§ **DIRECTIONS**: Gather all lines with "before" from the records.

╔══

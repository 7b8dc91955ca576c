//! Run configuration
//!
//! Everything the driver and generator need is passed in explicitly as a
//! `Config`. It loads from a JSON file; missing fields take their defaults,
//! so `{}` is a valid configuration.

use crate::avr::RegisterState;
use crate::isa::{lookup, OpcodeSpec, SINGLE_REGISTER_OPS};
use serde::{Deserialize, Serialize};
use std::path::{Path, PathBuf};
use thiserror::Error;

/// Port simulavr's GDB server listens on by default
pub const DEFAULT_PORT: u16 = 1212;

#[derive(Debug, Error)]
pub enum ConfigError {
    #[error("cannot read config file {path}")]
    Read {
        path: PathBuf,
        #[source]
        source: std::io::Error,
    },
    #[error("invalid config file {path}")]
    Parse {
        path: PathBuf,
        #[source]
        source: serde_json::Error,
    },
    #[error("unknown opcode '{0}'")]
    UnknownOpcode(String),
    #[error("invalid setting: {0}")]
    Invalid(String),
}

/// Where the target lives and how to talk to it
#[derive(Debug, Clone, PartialEq, Eq, Serialize, Deserialize)]
#[serde(default)]
pub struct TargetConfig {
    pub host: String,
    pub port: u16,
    /// Socket read timeout. `None` blocks indefinitely.
    pub io_timeout_ms: Option<u64>,
    /// Ask the stub for `QStartNoAckMode`
    pub no_ack: bool,
}

impl Default for TargetConfig {
    fn default() -> Self {
        Self {
            host: "localhost".to_string(),
            port: DEFAULT_PORT,
            io_timeout_ms: None,
            no_ack: false,
        }
    }
}

/// How a single instruction is executed on the target
#[derive(Debug, Clone, Copy, PartialEq, Eq, Serialize, Deserialize)]
#[serde(rename_all = "snake_case")]
pub enum ExecStrategy {
    /// Single-step over the instruction
    Step,
    /// Place a BREAK after the instruction and continue
    BreakAfter,
}

#[derive(Debug, Clone, PartialEq, Eq, Serialize, Deserialize)]
#[serde(default)]
pub struct RunConfig {
    pub strategy: ExecStrategy,
    /// Reset the target (resume with SIGHUP) before every case
    pub reset_between_cases: bool,
    /// Code address the instruction under test is written to
    pub code_origin: u32,
    pub stack_pointer: u16,
    /// Mnemonics to run; empty runs every known opcode
    pub opcodes: Vec<String>,
    /// Write the JSON report here
    pub report_path: Option<PathBuf>,
}

impl Default for RunConfig {
    fn default() -> Self {
        Self {
            strategy: ExecStrategy::Step,
            reset_between_cases: true,
            code_origin: 0x0000,
            stack_pointer: 0x045F,
            opcodes: Vec::new(),
            report_path: None,
        }
    }
}

impl RunConfig {
    /// Register state every case starts from before operands are bound
    pub fn baseline(&self) -> RegisterState {
        RegisterState::patterned(self.code_origin, self.stack_pointer)
    }

    pub fn selected_specs(&self) -> Result<Vec<&'static OpcodeSpec>, ConfigError> {
        if self.opcodes.is_empty() {
            return Ok(SINGLE_REGISTER_OPS.iter().collect());
        }
        self.opcodes
            .iter()
            .map(|m| lookup(m).ok_or_else(|| ConfigError::UnknownOpcode(m.clone())))
            .collect()
    }
}

#[derive(Debug, Clone, Default, PartialEq, Eq, Serialize, Deserialize)]
#[serde(default)]
pub struct Config {
    pub target: TargetConfig,
    pub run: RunConfig,
}

impl Config {
    pub fn load(path: &Path) -> Result<Self, ConfigError> {
        let content = std::fs::read_to_string(path).map_err(|source| ConfigError::Read {
            path: path.to_path_buf(),
            source,
        })?;
        let config: Config =
            serde_json::from_str(&content).map_err(|source| ConfigError::Parse {
                path: path.to_path_buf(),
                source,
            })?;
        config.validate()?;
        Ok(config)
    }

    /// Load `path` if given, otherwise defaults
    pub fn load_or_default(path: Option<&Path>) -> Result<Self, ConfigError> {
        match path {
            Some(p) => Self::load(p),
            None => Ok(Self::default()),
        }
    }

    pub fn validate(&self) -> Result<(), ConfigError> {
        if self.target.host.is_empty() {
            return Err(ConfigError::Invalid("target.host is empty".to_string()));
        }
        if self.target.io_timeout_ms == Some(0) {
            return Err(ConfigError::Invalid(
                "target.io_timeout_ms must be positive".to_string(),
            ));
        }
        if self.run.code_origin % 2 != 0 {
            return Err(ConfigError::Invalid(format!(
                "run.code_origin {:#x} is not word aligned",
                self.run.code_origin
            )));
        }
        self.run.selected_specs().map(|_| ())
    }
}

╚══

§ **RESULT OF THIS TASK**:
    /// Reset the target (resume with SIGHUP) before every case
    /// Register state every case starts from before operands are bound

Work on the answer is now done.